An example of a visual object that is fairly common but is not designed well is the traditional strand of Christmas lights. The problem with Christmas lights comes when one of the bulbs burns out and the user needs to figure out which one it is.
The issue in the design comes from how the light bulbs are wired. All of the bulbs are connected in series, one after another. If any of the bulbs goes out, which is to be expected after a certain amount of use, the path of electricity is interrupted and the rest of the bulbs also turn off. Since all of the lights have gone out, there is no way for the user to know which bulb is actually broken in order to replace it. They then have to infuriatingly replace bulbs one by one until they have found the broken one. Although newer varieties of lights have improved this issue in their design, many people still have old strands and have the same major problem.

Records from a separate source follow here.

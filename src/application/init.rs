//! Initialize vent directory use case

use crate::error::Result;
use crate::infrastructure::{Config, FileStore};
use std::fs;
use std::path::Path;

/// Initialize a new vent directory at the specified path.
pub fn init(path: &Path) -> Result<()> {
    if !path.exists() {
        fs::create_dir_all(path)?;
    }

    let store = FileStore::new(path.to_path_buf());
    store.initialize()?;

    let config = Config::new();
    config.save_to_dir(path)?;

    println!("Initialized vent journal at {}", path.display());
    println!("Autosave quiet interval: {}s", config.autosave_secs);

    Ok(())
}

#[cfg(test)]
mod tests {
    use super::*;
    use tempfile::TempDir;

    #[test]
    fn test_init_creates_vent_dir_and_config() {
        let temp = TempDir::new().unwrap();

        init(temp.path()).unwrap();

        assert!(temp.path().join(".vent").is_dir());
        assert!(temp.path().join(".vent/config.toml").exists());
    }

    #[test]
    fn test_init_creates_missing_directory() {
        let temp = TempDir::new().unwrap();
        let nested = temp.path().join("a").join("b");

        init(&nested).unwrap();

        assert!(nested.join(".vent").is_dir());
    }

    #[test]
    fn test_init_twice_fails() {
        let temp = TempDir::new().unwrap();

        init(temp.path()).unwrap();
        assert!(init(temp.path()).is_err());
    }
}
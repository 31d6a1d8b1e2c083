//! Export document rendering

use crate::domain::Entry;
use crate::error::{Result, VentError};
use chrono::{DateTime, Local, Utc};

/// A rendered full-history export: the plain-text document plus the
/// conventional filename it should be written to.
#[derive(Debug, Clone, PartialEq, Eq)]
pub struct ExportDocument {
    pub filename: String,
    pub content: String,
}

/// Render every entry into the "Feelings Released" export document.
///
/// The rendering is deterministic for a given entry sequence and export
/// instant: a title line, one block per entry (1-based index, date line,
/// text), then a trailing summary with the total count and the instant the
/// export was generated.
///
/// Returns [`VentError::EmptyJournal`] when there is nothing to export; no
/// document is produced in that case.
pub fn render(entries: &[Entry], now: DateTime<Utc>) -> Result<ExportDocument> {
    if entries.is_empty() {
        return Err(VentError::EmptyJournal);
    }

    let mut content = String::new();
    content.push_str("Feelings Released\n");
    content.push_str("==================\n\n");

    for (index, entry) in entries.iter().enumerate() {
        let date = entry
            .timestamp
            .with_timezone(&Local)
            .format("%B %-d, %Y, %I:%M %p");

        content.push_str(&format!("Feeling #{}\n", index + 1));
        content.push_str(&format!("Date: {}\n", date));
        content.push_str("---\n");
        content.push_str(&format!("{}\n\n", entry.text));
        content.push_str("==================\n\n");
    }

    content.push_str(&format!("\nTotal Feelings Released: {}\n", entries.len()));
    content.push_str(&format!(
        "Generated: {}\n",
        now.with_timezone(&Local).format("%-m/%-d/%Y, %-I:%M:%S %p")
    ));

    Ok(ExportDocument {
        filename: format!("feelings_released_{}.txt", now.format("%Y-%m-%d")),
        content,
    })
}

#[cfg(test)]
mod tests {
    use super::*;

    fn entry(text: &str) -> Entry {
        Entry::release(text, Utc::now()).unwrap()
    }

    #[test]
    fn test_render_empty_journal_fails() {
        let result = render(&[], Utc::now());
        assert!(matches!(result, Err(VentError::EmptyJournal)));
    }

    #[test]
    fn test_render_single_entry() {
        let doc = render(&[entry("I feel better today")], Utc::now()).unwrap();

        assert!(doc.content.starts_with("Feelings Released\n==================\n\n"));
        assert!(doc.content.contains("Feeling #1\n"));
        assert!(doc.content.contains("Date: "));
        assert!(doc.content.contains("I feel better today\n"));
        assert!(doc.content.contains("Total Feelings Released: 1\n"));
        assert!(doc.content.contains("Generated: "));
    }

    #[test]
    fn test_render_block_count_matches_entry_count() {
        let entries: Vec<Entry> = (0..5).map(|i| entry(&format!("thought {}", i))).collect();
        let doc = render(&entries, Utc::now()).unwrap();

        let blocks = doc.content.matches("Feeling #").count();
        assert_eq!(blocks, entries.len());
        assert!(doc.content.contains("Total Feelings Released: 5\n"));
    }

    #[test]
    fn test_render_preserves_order() {
        let entries = vec![entry("first"), entry("second"), entry("third")];
        let doc = render(&entries, Utc::now()).unwrap();

        let first = doc.content.find("first").unwrap();
        let second = doc.content.find("second").unwrap();
        let third = doc.content.find("third").unwrap();
        assert!(first < second && second < third);
    }

    #[test]
    fn test_filename_uses_export_date() {
        let now = "2025-01-17T12:00:00Z".parse::<DateTime<Utc>>().unwrap();
        let doc = render(&[entry("x")], now).unwrap();
        assert_eq!(doc.filename, "feelings_released_2025-01-17.txt");
    }
}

The Christmas lights design issue is similar to many of the issues described in the Norman reading. Foremost, it is similar to many of Norman’s issues because of the feelings of frustration that can be caused for the user (Norman 2). Additionally, Norman pointed out several essentials that need to be present in a design to make it easy to use, and some of these are absent in this particular case. One of these features was visibility, meaning the user must be able to look at the object and visually receive the message about what needs to be done (Norman 4). Christmas lights do not have any visual cue for the user to determine which bulb to change. Similarly, Norman mentions that objects should have natural signals that can be easily interpreted by the user (Norman 4). The darkness of the bulb should be this natural signal, but the rest of the bulbs also have gone dark, so there is no way to tell. Norman also pointed out a reason for why many design issues occur, which is that the designer has to face numerous competing influences when they design their product (Norman 28). The reason why the Christmas lights are designed this way is most likely because the designer decided to value cheap production over usability.
I would argue that Christmas lights provide enargeia, or vividness, to their user. The purpose of the lights isn’t to provide anything that actually impacts a person’s wellbeing, but rather for entertainment. The lights are there to give pleasure to the person seeing them, give them a sense of wonder, and to convey the significance of the holiday season through what is being seen visually, which are all components of enargeia.